Tourists entering Xinjiang by land from Kyrgyzstan are forced to unlock their phones at border checkpoints and give their pin codes to border officials, according to a report in the Guardian.

The phones are taken away by Chinese authorities to a separate room. iPhones are plugged into a reader that scans them while Android phones have a spyware app called "fengcai" installed on them.

The malware downloads emails, text messages, phone contacts, calls logs and scans the device for more than 73,000 different items, including images and videos related to Islamic terrorism or the Quran.

In most cases the Android app is uninstalled by authorities before the phone is returned to the tourist. However, some tourists have still found the app installed on their phones.

RUNDOWN SHOWS:
1. Traveler forced to unlock his phone and hand it over to border control
2. The iPhone is being scanned while the app is being installed onto the Android phone
3. What the app scans and downloads
4. The app being uninstalled

VOICEOVER (in English):

"According to a report in the Guardian, tourists entering Xinjiang by land from Kyrgyzstan are forced to unlock their phones at border checkpoints and give their pin codes to border officials."

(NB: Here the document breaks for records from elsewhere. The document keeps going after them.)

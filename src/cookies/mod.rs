//! The cookie string codec and the service built on it.
//!
//! | Module | Responsibility |
//! |--------|----------------|
//! | [`encoding`] | URI-component encoding, strict and best-effort decoding |
//! | [`matcher`] | Locating one cookie in the raw string |
//! | [`codec`] | Parsing the raw string, serializing a write |
//! | [`options`] | Write options, legacy call shape, delete scope |
//! | [`document`] | The host's cookie string capability, in-memory jar |
//! | [`service`] | [`CookieService`](service::CookieService), the public surface |
//!
//! # Reading
//!
//! `read` matches `name=` at the start of the string or after `;` plus any
//! whitespace. `read_all` splits on `;` and strips exactly one leading space
//! from each name. The two differ for names preceded by extra whitespace; both
//! behaviours are kept as they are.
//!
//! # Writing
//!
//! ```rust
//! use cookiestring::cookies::codec::serialize;
//! use cookiestring::cookies::options::{CookieOptions, SameSite};
//! use time::macros::datetime;
//!
//! let options = CookieOptions::new().path("/").same_site(SameSite::None);
//! let cookie = serialize("id", "42", &options, datetime!(2024-01-01 0:00 UTC));
//! assert_eq!(cookie.line, "id=42;path=/;secure;sameSite=None;");
//! assert!(cookie.secure_coerced);
//! ```

pub mod codec;
pub mod document;
pub mod encoding;
pub mod matcher;
pub mod options;
pub mod service;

"The phones are taken away by Chinese authorities to a separate room. iPhones are plugged into a reader that scans them while Android phones have a spyware app called 'fengcai' installed on them."

"The malware downloads emails, text messages, phone contacts, calls logs and scans the device for more than 73,000 different items, including images and videos related to Islamic terrorism or the Quran."

"In most cases the Android app is uninstalled by authorities before the phone is returned to the tourist. However, some tourists have still found the app installed on their phones."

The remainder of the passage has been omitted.